> **What you are asked to do**:
The data should be printed in full, character for character.

> **Entries provided**:
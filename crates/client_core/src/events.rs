//! User-facing notifications and controller events.

use crate::error::ClientError;

#[derive(Debug, Clone, Copy, PartialEq, Eq, Hash)]
pub enum Operation {
    Register,
    Authenticate,
    Delete,
    FetchLogs,
}

impl Operation {
    pub fn as_str(self) -> &'static str {
        match self {
            Self::Register => "register",
            Self::Authenticate => "authenticate",
            Self::Delete => "delete",
            Self::FetchLogs => "fetch_logs",
        }
    }

    fn error_title(self) -> &'static str {
        match self {
            Self::Register => "Registration Error",
            Self::Authenticate => "Authentication Error",
            Self::Delete => "Deletion Error",
            Self::FetchLogs => "Logs Error",
        }
    }

    fn rejection_fallback(self) -> &'static str {
        match self {
            Self::Register => "Registration failed",
            Self::Authenticate => "Authentication failed",
            Self::Delete => "Deletion failed",
            Self::FetchLogs => "Fetching logs failed",
        }
    }

    fn transport_message(self) -> &'static str {
        match self {
            Self::Register => "An error occurred while registering",
            Self::Authenticate => "An error occurred during authentication",
            Self::Delete => "An error occurred while deleting",
            Self::FetchLogs => "An error occurred while fetching logs",
        }
    }
}

#[derive(Debug, Clone, Copy, PartialEq, Eq)]
pub enum NotificationKind {
    Info,
    Error,
}

/// A blocking, user-visible message (an alert on a touch screen).
#[derive(Debug, Clone, PartialEq, Eq)]
pub struct Notification {
    pub kind: NotificationKind,
    pub operation: Operation,
    pub title: String,
    pub body: String,
}

impl Notification {
    pub fn registered(server_text: Option<String>) -> Self {
        Self::success(
            Operation::Register,
            "Registration Result",
            "Registration successful",
            server_text,
        )
    }

    pub fn deleted(server_text: Option<String>) -> Self {
        Self::success(
            Operation::Delete,
            "Deletion Result",
            "Deletion successful",
            server_text,
        )
    }

    /// Uses the server text when present, else the fixed fallback.
    fn success(
        operation: Operation,
        title: &str,
        fallback: &str,
        server_text: Option<String>,
    ) -> Self {
        Self {
            kind: NotificationKind::Info,
            operation,
            title: title.to_string(),
            body: non_blank(server_text).unwrap_or_else(|| fallback.to_string()),
        }
    }

    /// Rejections are surfaced verbatim; transport and decode failures get a
    /// generic operation-named message.
    pub fn failure(operation: Operation, err: &ClientError) -> Self {
        let body = if err.is_rejection() {
            err.rejection_text()
                .map(str::to_string)
                .unwrap_or_else(|| operation.rejection_fallback().to_string())
        } else {
            operation.transport_message().to_string()
        };
        Self {
            kind: NotificationKind::Error,
            operation,
            title: operation.error_title().to_string(),
            body,
        }
    }

    pub fn missing_name(operation: Operation) -> Self {
        Self {
            kind: NotificationKind::Error,
            operation,
            title: operation.error_title().to_string(),
            body: "Name is required".to_string(),
        }
    }

    pub fn is_error(&self) -> bool {
        self.kind == NotificationKind::Error
    }
}

fn non_blank(text: Option<String>) -> Option<String> {
    text.filter(|text| !text.trim().is_empty())
}

#[derive(Debug, Clone)]
pub enum ScreenEvent {
    Notification(Notification),
    StateChanged,
}
use async_trait::async_trait;
use reqwest::{Client, Response};
use serde::de::DeserializeOwned;
use shared::{
    error::{ApiRejection, ErrorBody},
    protocol::{
        AuthenticateResponse, DeleteRequest, DeleteResponse, LogPage, LogsQuery, RegisterRequest,
        RegisterResponse,
    },
};
use tracing::debug;
use url::Url;

pub mod controller;
pub mod error;
pub mod events;
pub mod state;

pub use controller::ScreenController;
pub use error::ClientError;
pub use events::{Notification, NotificationKind, Operation, ScreenEvent};
pub use state::{LogView, ScreenState};

const REGISTER_PATH: &str = "register/";
const AUTHENTICATE_PATH: &str = "authenticate/";
const DELETE_PATH: &str = "delete/";
const LOGS_PATH: &str = "logs/";

/// The four backend calls the screen makes.
#[async_trait]
pub trait FaceAuthApi: Send + Sync {
    async fn register(&self, name: &str) -> Result<RegisterResponse, ClientError>;
    async fn authenticate(&self) -> Result<AuthenticateResponse, ClientError>;
    async fn delete(&self, name: &str) -> Result<DeleteResponse, ClientError>;
    async fn fetch_logs(&self, query: LogsQuery) -> Result<LogPage, ClientError>;
}

pub struct HttpFaceAuthApi {
    http: Client,
    base_url: Url,
}

impl HttpFaceAuthApi {
    pub fn new(base_url: &str) -> Result<Self, ClientError> {
        Ok(Self {
            http: Client::new(),
            base_url: normalize_base_url(base_url)?,
        })
    }

    pub fn base_url(&self) -> &Url {
        &self.base_url
    }

    fn endpoint(&self, path: &str) -> Result<Url, ClientError> {
        self.base_url
            .join(path)
            .map_err(|source| ClientError::InvalidBaseUrl {
                url: self.base_url.to_string(),
                source,
            })
    }
}

/// Parses the configured base address and guarantees a trailing slash so
/// endpoint paths join underneath it instead of replacing its last segment.
pub fn normalize_base_url(raw: &str) -> Result<Url, ClientError> {
    let trimmed = raw.trim();
    let with_slash = if trimmed.ends_with('/') {
        trimmed.to_string()
    } else {
        format!("{trimmed}/")
    };
    Url::parse(&with_slash).map_err(|source| ClientError::InvalidBaseUrl {
        url: trimmed.to_string(),
        source,
    })
}

/// Non-success statuses become [`ApiRejection`] carrying the server's error
/// text when the body has one; success bodies must decode as `T`.
async fn read_json<T: DeserializeOwned>(response: Response) -> Result<T, ClientError> {
    let status = response.status();
    let bytes = response.bytes().await?;
    if !status.is_success() {
        let body = serde_json::from_slice::<ErrorBody>(&bytes).ok();
        return Err(ApiRejection::new(status.as_u16(), body).into());
    }
    Ok(serde_json::from_slice(&bytes)?)
}

#[async_trait]
impl FaceAuthApi for HttpFaceAuthApi {
    async fn register(&self, name: &str) -> Result<RegisterResponse, ClientError> {
        let url = self.endpoint(REGISTER_PATH)?;
        debug!(%url, "POST register");
        let response = self
            .http
            .post(url)
            .json(&RegisterRequest {
                name: name.to_string(),
            })
            .send()
            .await?;
        read_json(response).await
    }

    async fn authenticate(&self) -> Result<AuthenticateResponse, ClientError> {
        let url = self.endpoint(AUTHENTICATE_PATH)?;
        debug!(%url, "GET authenticate");
        let response = self.http.get(url).send().await?;
        read_json(response).await
    }

    async fn delete(&self, name: &str) -> Result<DeleteResponse, ClientError> {
        let url = self.endpoint(DELETE_PATH)?;
        debug!(%url, "DELETE person");
        let response = self
            .http
            .delete(url)
            .json(&DeleteRequest {
                name: name.to_string(),
            })
            .send()
            .await?;
        read_json(response).await
    }

    async fn fetch_logs(&self, query: LogsQuery) -> Result<LogPage, ClientError> {
        let url = self.endpoint(LOGS_PATH)?;
        debug!(%url, page = query.page, "GET logs");
        let response = self.http.get(url).query(&query).send().await?;
        read_json(response).await
    }
}

#[cfg(test)]
#[path = "tests/lib_tests.rs"]
mod tests;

> **Answer space**:
filename crates/client_core/src/events.rs
//! User-facing notifications and controller events.

use crate::error::ClientError;

#[derive(Debug, Clone, Copy, PartialEq, Eq, Hash)]
pub enum Operation {
    Register,
    Authenticate,
    Delete,
    FetchLogs,
}

impl Operation {
    pub fn as_str(self) -> &'static str {
        match self {
            Self::Register => "register",
            Self::Authenticate => "authenticate",
            Self::Delete => "delete",
            Self::FetchLogs => "fetch_logs",
        }
    }

    fn error_title(self) -> &'static str {
        match self {
            Self::Register => "Registration Error",
            Self::Authenticate => "Authentication Error",
            Self::Delete => "Deletion Error",
            Self::FetchLogs => "Logs Error",
        }
    }

    fn rejection_fallback(self) -> &'static str {
        match self {
            Self::Register => "Registration failed",
            Self::Authenticate => "Authentication failed",
            Self::Delete => "Deletion failed",
            Self::FetchLogs => "Fetching logs failed",
        }
    }

    fn transport_message(self) -> &'static str {
        match self {
            Self::Register => "An error occurred while registering",
            Self::Authenticate => "An error occurred during authentication",
            Self::Delete => "An error occurred while deleting",
            Self::FetchLogs => "An error occurred while fetching logs",
        }
    }
}

#[derive(Debug, Clone, Copy, PartialEq, Eq)]
pub enum NotificationKind {
    Info,
    Error,
}

/// A blocking, user-visible message (an alert on a touch screen).
#[derive(Debug, Clone, PartialEq, Eq)]
pub struct Notification {
    pub kind: NotificationKind,
    pub operation: Operation,
    pub title: String,
    pub body: String,
}

impl Notification {
    pub fn registered(server_text: Option<String>) -> Self {
        Self::success(
            Operation::Register,
            "Registration Result",
            "Registration successful",
            server_text,
        )
    }

    pub fn deleted(server_text: Option<String>) -> Self {
        Self::success(
            Operation::Delete,
            "Deletion Result",
            "Deletion successful",
            server_text,
        )
    }

    /// Uses the server text when present, else the fixed fallback.
    fn success(
        operation: Operation,
        title: &str,
        fallback: &str,
        server_text: Option<String>,
    ) -> Self {
        Self {
            kind: NotificationKind::Info,
            operation,
            title: title.to_string(),
            body: non_blank(server_text).unwrap_or_else(|| fallback.to_string()),
        }
    }

    /// Rejections are surfaced verbatim; transport and decode failures get a
    /// generic operation-named message.
    pub fn failure(operation: Operation, err: &ClientError) -> Self {
        let body = if err.is_rejection() {
            err.rejection_text()
                .map(str::to_string)
                .unwrap_or_else(|| operation.rejection_fallback().to_string())
        } else {
            operation.transport_message().to_string()
        };
        Self {
            kind: NotificationKind::Error,
            operation,
            title: operation.error_title().to_string(),
            body,
        }
    }

    pub fn missing_name(operation: Operation) -> Self {
        Self {
            kind: NotificationKind::Error,
            operation,
            title: operation.error_title().to_string(),
            body: "Name is required".to_string(),
        }
    }

    pub fn is_error(&self) -> bool {
        self.kind == NotificationKind::Error
    }
}

fn non_blank(text: Option<String>) -> Option<String> {
    text.filter(|text| !text.trim().is_empty())
}

#[derive(Debug, Clone)]
pub enum ScreenEvent {
    Notification(Notification),
    StateChanged,
}
use async_trait::async_trait;
use reqwest::{Client, Response};
use serde::de::DeserializeOwned;
use shared::{
    error::{ApiRejection, ErrorBody},
    protocol::{
        AuthenticateResponse, DeleteRequest, DeleteResponse, LogPage, LogsQuery, RegisterRequest,
        RegisterResponse,
    },
};
use tracing::debug;
use url::Url;

pub mod controller;
pub mod error;
pub mod events;
pub mod state;

pub use controller::ScreenController;
pub use error::ClientError;
pub use events::{Notification, NotificationKind, Operation, ScreenEvent};
pub use state::{LogView, ScreenState};

const REGISTER_PATH: &str = "register/";
const AUTHENTICATE_PATH: &str = "authenticate/";
const DELETE_PATH: &str = "delete/";
const LOGS_PATH: &str = "logs/";

/// The four backend calls the screen makes.
#[async_trait]
pub trait FaceAuthApi: Send + Sync {
    async fn register(&self, name: &str) -> Result<RegisterResponse, ClientError>;
    async fn authenticate(&self) -> Result<AuthenticateResponse, ClientError>;
    async fn delete(&self, name: &str) -> Result<DeleteResponse, ClientError>;
    async fn fetch_logs(&self, query: LogsQuery) -> Result<LogPage, ClientError>;
}

pub struct HttpFaceAuthApi {
    http: Client,
    base_url: Url,
}

impl HttpFaceAuthApi {
    pub fn new(base_url: &str) -> Result<Self, ClientError> {
        Ok(Self {
            http: Client::new(),
            base_url: normalize_base_url(base_url)?,
        })
    }

    pub fn base_url(&self) -> &Url {
        &self.base_url
    }

    fn endpoint(&self, path: &str) -> Result<Url, ClientError> {
        self.base_url
            .join(path)
            .map_err(|source| ClientError::InvalidBaseUrl {
                url: self.base_url.to_string(),
                source,
            })
    }
}

/// Parses the configured base address and guarantees a trailing slash so
/// endpoint paths join underneath it instead of replacing its last segment.
pub fn normalize_base_url(raw: &str) -> Result<Url, ClientError> {
    let trimmed = raw.trim();
    let with_slash = if trimmed.ends_with('/') {
        trimmed.to_string()
    } else {
        format!("{trimmed}/")
    };
    Url::parse(&with_slash).map_err(|source| ClientError::InvalidBaseUrl {
        url: trimmed.to_string(),
        source,
    })
}

/// Non-success statuses become [`ApiRejection`] carrying the server's error
/// text when the body has one; success bodies must decode as `T`.
async fn read_json<T: DeserializeOwned>(response: Response) -> Result<T, ClientError> {
    let status = response.status();
    let bytes = response.bytes().await?;
    if !status.is_success() {
        let body = serde_json::from_slice::<ErrorBody>(&bytes).ok();
        return Err(ApiRejection::new(status.as_u16(), body).into());
    }
    Ok(serde_json::from_slice(&bytes)?)
}

#[async_trait]
impl FaceAuthApi for HttpFaceAuthApi {
    async fn register(&self, name: &str) -> Result<RegisterResponse, ClientError> {
        let url = self.endpoint(REGISTER_PATH)?;
        debug!(%url, "POST register");
        let response = self
            .http
            .post(url)
            .json(&RegisterRequest {
                name: name.to_string(),
            })
            .send()
            .await?;
        read_json(response).await
    }

    async fn authenticate(&self) -> Result<AuthenticateResponse, ClientError> {
        let url = self.endpoint(AUTHENTICATE_PATH)?;
        debug!(%url, "GET authenticate");
        let response = self.http.get(url).send().await?;
        read_json(response).await
    }

    async fn delete(&self, name: &str) -> Result<DeleteResponse, ClientError> {
        let url = self.endpoint(DELETE_PATH)?;
        debug!(%url, "DELETE person");
        let response = self
            .http
            .delete(url)
            .json(&DeleteRequest {
                name: name.to_string(),
            })
            .send()
            .await?;
        read_json(response).await
    }

    async fn fetch_logs(&self, query: LogsQuery) -> Result<LogPage, ClientError> {
        let url = self.endpoint(LOGS_PATH)?;
        debug!(%url, page = query.page, "GET logs");
        let response = self.http.get(url).query(&query).send().await?;
        read_json(response).await
    }
}

#[cfg(test)]
#[path = "tests/lib_tests.rs"]
mod tests;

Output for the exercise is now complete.